Le gris argent du matin, l'architecture des arbres perdus dans l'essaim de leurs feuilles.
Le parcours du soleil, son apogée, son déclin triomphal.
La colère des tempêtes, la pluie chaude qui saute de pierre en pierre et parfume les prairies.
Le rire des enfants déboulant sur la meule ou jouant le soir autour d'une bougie à garder leur paume ouverte le plus longtemps sur la flamme.
Les craquements nocturnes de la peur.
Le goût des mûres cueillies au fourré où l'on se cache et qui fondent en eaux noires aux deux coins de la bouche.
La rude voix de l'océan étouffé par la hauteur des murailles.
Les caresses pénétrantes qui flattent l'enfance sans entamer sa candeur.
La rigueur monastique, les cérémonies harassantes que les bouches façonnées aux vocables latins enveloppent dans l'exultation des liturgies pour célébrer la formidable absence du maître souverain…

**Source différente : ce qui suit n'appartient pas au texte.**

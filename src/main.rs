use clap::Parser;

use guardlink::cli::Cli;
use guardlink::config::{get_config, init_config_from};
use guardlink::runtime::modes::{self, Mode};

#[actix_web::main]
async fn main() -> std::process::ExitCode {
    dotenvy::dotenv().ok();

    let cli = Cli::parse();
    init_config_from(&cli.config);
    let config = get_config();

    match modes::detect_mode(cli.command.as_ref()) {
        Mode::Server => {
            let _guard = guardlink::system::init_logging(&config);

            if let Err(e) = modes::run_server(&config).await {
                match e.downcast_ref::<guardlink::errors::GuardlinkError>() {
                    Some(err) => eprintln!("{}", err.format_colored()),
                    None => eprintln!("{} {:#}", colored_error_prefix(), e),
                }
                return std::process::ExitCode::FAILURE;
            }
        }
        Mode::Cli => {
            let Some(command) = cli.command else {
                return std::process::ExitCode::FAILURE;
            };
            if let Err(e) = modes::run_cli(command).await {
                eprintln!("{}", e.format_colored());
                return std::process::ExitCode::FAILURE;
            }
        }
    }

    std::process::ExitCode::SUCCESS
}

fn colored_error_prefix() -> String {
    use colored::Colorize;
    "[ERROR]".red().bold().to_string()
}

Les grands jeux dits innocents où les corps se chevauchent dans la poussière avec un trouble plaisir. Les épreuves du jeune orgueil frémissant à l'insulte et aux railleries.
Le bel été qui tient les bêtes en arrêt et l'adolescent comme un vagabond assoupi sur la pierre.
Le pieux mensonge filial à celle dont le cœur ne vit que d'inquiétude.
Le vin lourd de la mélancolie, le premier éclat de la douleur, l'écharde du repentir.
Les fêtes intimes d'une amitiééprise du même langage, la marche côte à côte sur le sentier des étangs où chacun suspend son pas aux rumeurs amoureuses des Oiseaux…
La fille pendue à la cloche comme un églantier dans le ruissellement de sa robe nuptiale, le feu pervenche de ses prunelles.
Ce ne sont ici que figures de hasard, manières de traces, fuyantes lignes de vie, faux reflets et signes douteux que la langue en quête d'un foyer a inscrits comme par fraude et du dehors sans en faire la preuve ni en creuser le fond, taillant dans le corps obscurci de la mémoire la part la plus élémentaire :- couleurs, odeurs, rumeurs -, tout ce qui respire à ciel ouvert dans la vérité d'une fable et redoute le profondeurs.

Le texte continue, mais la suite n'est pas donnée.